Pablo Pallarés

Personal information
- Full name: Pablo Pallarés Marzo
- Date of birth: 12 January 1987 (age 39)
- Place of birth: Gandia, Spain
- Height: 1.90 m (6 ft 3 in)
- Position: Forward

Team information
- Current team: Svay Rieng
- Number: 9

Youth career
- 1999–2006: Valencia

Senior career*
- Years: Team / Apps / (Gls)
- 2006–2007: Atlético Madrid C
- 2007–2008: Palencia / 23 / (1)
- 2008–2009: Dénia / 27 / (1)
- 2009–2010: Águilas / 21 / (3)
- 2010: Alcoyano / 16 / (2)
- 2010–2011: Roquetas / 36 / (9)
- 2011–2012: Almería B / 24 / (3)
- 2011–2012: Almería / 11 / (0)
- 2012–2013: San Fernando / 35 / (2)
- 2013–2014: La Hoya Lorca / 34 / (17)
- 2014–2015: Cartagena / 13 / (1)
- 2015: Huesca / 14 / (1)
- 2015–2017: UCAM Murcia / 38 / (10)
- 2017: Ponferradina / 37 / (4)
- 2018: Kedah / 8 / (3)
- 2018–2019: Guijuelo / 15 / (5)
- 2019–2020: Badalona / 8 / (1)
- 2020: Gorica / 0 / (0)
- 2020–2021: Socuéllamos / 17 / (1)
- 2021: Olímpic Xàtiva / 27 / (2)
- 2022: Svay Rieng / 11 / (9)

= Pablo Pallarés =

Spanish footballer

Pablo Pallarés Marzo (born 12 January 1987) is a Spanish footballer who plays for Svay Rieng mainly as a forward.

==Club career==
Pallarés was born in Gandia, Valencian Community. After unsuccessfully emerging through Atlético Madrid's youth ranks, he started playing as a professional in Segunda División B, starting with CF Palencia in 2007–08 (only one goal in 946 minutes of action, team relegation). In the following three seasons he played with four teams in that level, his best individual year being with CD Roquetas.

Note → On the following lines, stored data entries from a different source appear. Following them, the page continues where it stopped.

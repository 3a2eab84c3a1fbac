//! Excel workbook uploads (`.xlsx`).
//!
//! Only the first sheet is read. The header is row 1, columns A–E; data rows are every used row
//! (any non-empty cell) below it, numbered with spreadsheet row numbers.

use std::io::Cursor;

use calamine::{open_workbook_from_rs, Data, Range, Reader, Xlsx};

use crate::error::{DecodeFault, RecordLabel, SchemaError, ValidationResult};
use crate::types::{ValidationOutcome, COLUMN_COUNT};
use crate::validation::RecordValidator;

use super::source::{validate_source, SourceRow, TabularSource};

/// Validate a workbook payload and report the first problem found.
pub fn parse_and_validate(bytes: &[u8], validator: &RecordValidator) -> ValidationOutcome {
    match validate_workbook(bytes, validator) {
        Ok(_) => ValidationOutcome::success(),
        Err(e) => e.to_outcome(),
    }
}

/// Validate a workbook payload, returning the number of data rows checked.
pub fn validate_workbook(bytes: &[u8], validator: &RecordValidator) -> ValidationResult<usize> {
    let source = WorkbookSource::decode(bytes)?;
    validate_source(&source, validator)
}

/// The first worksheet of a decoded workbook.
#[derive(Debug, Clone)]
pub struct WorkbookSource {
    range: Range<Data>,
    // 0-based absolute indices of rows holding at least one non-empty cell.
    used_rows: Vec<u32>,
}

impl WorkbookSource {
    /// Open an in-memory `.xlsx` payload and load its first sheet.
    pub fn decode(bytes: &[u8]) -> ValidationResult<Self> {
        let mut workbook: Xlsx<_> = open_workbook_from_rs(Cursor::new(bytes)).map_err(DecodeFault::from)?;

        let sheet = workbook
            .sheet_names()
            .first()
            .cloned()
            .ok_or(SchemaError::NoWorksheet)?;
        let range = workbook.worksheet_range(&sheet).map_err(DecodeFault::from)?;

        let first_row = range.start().map(|(row, _)| row).unwrap_or(0);
        let used_rows: Vec<u32> = range
            .rows()
            .enumerate()
            .filter(|(_, cells)| cells.iter().any(|c| !matches!(c, Data::Empty)))
            .map(|(offset, _)| first_row + offset as u32)
            .collect();
        if used_rows.is_empty() {
            return Err(SchemaError::EmptyWorksheet.into());
        }

        Ok(Self { range, used_rows })
    }

    /// Number of rows holding data, header included.
    pub fn used_row_count(&self) -> usize {
        self.used_rows.len()
    }

    fn row_cells(&self, row: u32) -> Vec<String> {
        (0..COLUMN_COUNT as u32)
            .map(|col| {
                self.range
                    .get_value((row, col))
                    .map(cell_to_string)
                    .unwrap_or_default()
            })
            .collect()
    }
}

impl TabularSource for WorkbookSource {
    fn record_label(&self) -> RecordLabel {
        RecordLabel::Row
    }

    fn header_row(&self) -> Vec<String> {
        self.row_cells(0)
    }

    fn ensure_has_data(&self) -> Result<(), SchemaError> {
        if self.used_rows.len() < 2 {
            return Err(SchemaError::NoDataRows);
        }
        Ok(())
    }

    fn data_rows(&self) -> Box<dyn Iterator<Item = SourceRow> + '_> {
        Box::new(
            self.used_rows
                .iter()
                .copied()
                .filter(|&row| row >= 1)
                .map(|row| SourceRow {
                    number: row as usize + 1,
                    fields: self.row_cells(row),
                }),
        )
    }
}

/// Text of a cell as the user sees it. Whole numbers lose their `.0`.
fn cell_to_string(c: &Data) -> String {
    match c {
        Data::String(s) => s.clone(),
        Data::Int(i) => i.to_string(),
        Data::Float(f) => {
            if f.fract() == 0.0 && f.abs() < i64::MAX as f64 {
                (*f as i64).to_string()
            } else {
                f.to_string()
            }
        }
        Data::Bool(b) => b.to_string(),
        Data::DateTime(f) => f.to_string(),
        Data::DateTimeIso(s) => s.clone(),
        Data::DurationIso(s) => s.clone(),
        Data::Error(e) => format!("{e:?}"),
        Data::Empty => String::new(),
    }
}

#[cfg(test)]
mod tests {
    use super::*;

    #[test]
    fn whole_floats_print_as_integers() {
        assert_eq!(cell_to_string(&Data::Float(30.0)), "30");
        assert_eq!(cell_to_string(&Data::Float(1234567890.0)), "1234567890");
        assert_eq!(cell_to_string(&Data::Float(30.5)), "30.5");
        assert_eq!(cell_to_string(&Data::Int(-1)), "-1");
        assert_eq!(cell_to_string(&Data::Empty), "");
    }

    #[test]
    fn garbage_bytes_are_a_decode_fault() {
        let err = WorkbookSource::decode(b"definitely not a zip archive").unwrap_err();
        assert!(err.to_string().starts_with("failed to validate file: workbook error"));
    }
}
//! Record-level validation shared by every upload format.
//!
//! [`RecordValidator`] is built once (it compiles the phone pattern) and borrowed by the text and
//! spreadsheet readers for every record they produce.
//!
//! ```rust
//! use client_batch_validator::types::{RawRecord, Schema};
//! use client_batch_validator::validation::RecordValidator;
//!
//! let validator = RecordValidator::new(Schema::clients());
//! let record = RawRecord::new([
//!     "123456".to_string(),
//!     "Ana".to_string(),
//!     "Lopez".to_string(),
//!     "555-1234".to_string(),
//!     "abc".to_string(),
//! ]);
//!
//! let outcome = validator.validate(&record, 2);
//! assert!(!outcome.valid);
//! assert_eq!(outcome.row_number, Some(2));
//! assert!(outcome.reason.contains("Edad must be a valid integer"));
//! ```

pub mod record;

pub use record::RecordValidator;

On 4 June 2011, Pallarés signed with UD Almería, playing initially for their reserves. On 13 December he made his debut with the Andalusians' first team, coming off the bench for Aarón Ñíguez in a 1–3 Copa del Rey home loss against CA Osasuna (2–4 on aggregate).

In August 2012, after appearing in roughly only one quarter of the Segunda División games in his only season, Pallarés returned to division three after joining San Fernando CD. He continued to compete in that tier in the following years, representing La Hoya Lorca CF, FC Cartagena, SD Huesca, UCAM Murcia CF and SD Ponferradina.

In January 2018, 31-year-old Pallarés moved abroad for the first time in his career, signing with Malaysia Super League club Kedah FA.